* Data entries *
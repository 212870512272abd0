use storage::{BlockDevice, FILE_DATA_MAX, FILE_NAME_MAX};
use types::SYSCALL_ERROR;

use crate::log::Bytes;
use crate::{Console, Hart, Kernel, PhysMemory, logf};

/// Length actually transferred for a request of `len` bytes against a file
/// holding `size` bytes.
///
/// Requests larger than a file's capacity fall back to its stored size.
/// Reads never go past the stored size; writes within capacity take the
/// requested length as the new size.
fn clamp_len(len: u32, size: usize, is_write: bool) -> usize {
    let len = len as usize;
    if len > FILE_DATA_MAX {
        size
    } else if is_write {
        len
    } else {
        len.min(size)
    }
}

impl<H, M, C, D> Kernel<'_, H, M, C, D>
where
    H: Hart,
    M: PhysMemory,
    C: Console,
    D: BlockDevice,
{
    pub(super) fn sys_readfile(&mut self, name_ptr: u32, buf_ptr: u32, len: u32) -> u32 {
        let root = self.procs.current().page_table();
        let mut name_buf = [0u8; FILE_NAME_MAX];
        let Some(name) = self.mmu.read_user_cstr(root, name_ptr, &mut name_buf) else {
            logf!("readfile: bad filename pointer {:#x}", name_ptr);
            return SYSCALL_ERROR;
        };
        let Some(file) = self.fs.lookup(name) else {
            logf!("file not found: {}", Bytes(name));
            return SYSCALL_ERROR;
        };

        let count = clamp_len(len, file.size(), false);
        if !self.mmu.copy_to_user(root, buf_ptr, &file.contents()[..count]) {
            logf!("readfile: bad buffer {:#x}+{}", buf_ptr, count);
            return SYSCALL_ERROR;
        }
        count as u32
    }

    /// Replace a file's contents and persist the whole store.
    pub(super) fn sys_writefile(&mut self, name_ptr: u32, buf_ptr: u32, len: u32) -> u32 {
        let root = self.procs.current().page_table();
        let mut name_buf = [0u8; FILE_NAME_MAX];
        let Some(name) = self.mmu.read_user_cstr(root, name_ptr, &mut name_buf) else {
            logf!("writefile: bad filename pointer {:#x}", name_ptr);
            return SYSCALL_ERROR;
        };
        let Some(file) = self.fs.lookup(name) else {
            logf!("file not found: {}", Bytes(name));
            return SYSCALL_ERROR;
        };

        let count = clamp_len(len, file.size(), true);
        let mut data = [0u8; FILE_DATA_MAX];
        if !self.mmu.copy_from_user(root, buf_ptr, &mut data[..count]) {
            logf!("writefile: bad buffer {:#x}+{}", buf_ptr, count);
            return SYSCALL_ERROR;
        }
        if let Err(err) = file.overwrite(&data[..count]) {
            logf!("writefile: {}", err);
            return SYSCALL_ERROR;
        }

        let written = self.fs.flush(&mut self.disk);
        logf!("wrote {} bytes to disk", written);
        count as u32
    }
}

* WORK ITEM *
Extract every record and return it verbatim.

* ANSWER TO THIS EXERCISE *
repository 212870512272abd0
use storage::{BlockDevice, FILE_DATA_MAX, FILE_NAME_MAX};
use types::SYSCALL_ERROR;

use crate::log::Bytes;
use crate::{Console, Hart, Kernel, PhysMemory, logf};

/// Length actually transferred for a request of `len` bytes against a file
/// holding `size` bytes.
///
/// Requests larger than a file's capacity fall back to its stored size.
/// Reads never go past the stored size; writes within capacity take the
/// requested length as the new size.
fn clamp_len(len: u32, size: usize, is_write: bool) -> usize {
    let len = len as usize;
    if len > FILE_DATA_MAX {
        size
    } else if is_write {
        len
    } else {
        len.min(size)
    }
}

impl<H, M, C, D> Kernel<'_, H, M, C, D>
where
    H: Hart,
    M: PhysMemory,
    C: Console,
    D: BlockDevice,
{
    pub(super) fn sys_readfile(&mut self, name_ptr: u32, buf_ptr: u32, len: u32) -> u32 {
        let root = self.procs.current().page_table();
        let mut name_buf = [0u8; FILE_NAME_MAX];
        let Some(name) = self.mmu.read_user_cstr(root, name_ptr, &mut name_buf) else {
            logf!("readfile: bad filename pointer {:#x}", name_ptr);
            return SYSCALL_ERROR;
        };
        let Some(file) = self.fs.lookup(name) else {
            logf!("file not found: {}", Bytes(name));
            return SYSCALL_ERROR;
        };

        let count = clamp_len(len, file.size(), false);
        if !self.mmu.copy_to_user(root, buf_ptr, &file.contents()[..count]) {
            logf!("readfile: bad buffer {:#x}+{}", buf_ptr, count);
            return SYSCALL_ERROR;
        }
        count as u32
    }

    /// Replace a file's contents and persist the whole store.
    pub(super) fn sys_writefile(&mut self, name_ptr: u32, buf_ptr: u32, len: u32) -> u32 {
        let root = self.procs.current().page_table();
        let mut name_buf = [0u8; FILE_NAME_MAX];
        let Some(name) = self.mmu.read_user_cstr(root, name_ptr, &mut name_buf) else {
            logf!("writefile: bad filename pointer {:#x}", name_ptr);
            return SYSCALL_ERROR;
        };
        let Some(file) = self.fs.lookup(name) else {
            logf!("file not found: {}", Bytes(name));
            return SYSCALL_ERROR;
        };

        let count = clamp_len(len, file.size(), true);
        let mut data = [0u8; FILE_DATA_MAX];
        if !self.mmu.copy_from_user(root, buf_ptr, &mut data[..count]) {
            logf!("writefile: bad buffer {:#x}+{}", buf_ptr, count);
            return SYSCALL_ERROR;
        }
        if let Err(err) = file.overwrite(&data[..count]) {
            logf!("writefile: {}", err);
            return SYSCALL_ERROR;
        }

        let written = self.fs.flush(&mut self.disk);
        logf!("wrote {} bytes to disk", written);
        count as u32
    }
}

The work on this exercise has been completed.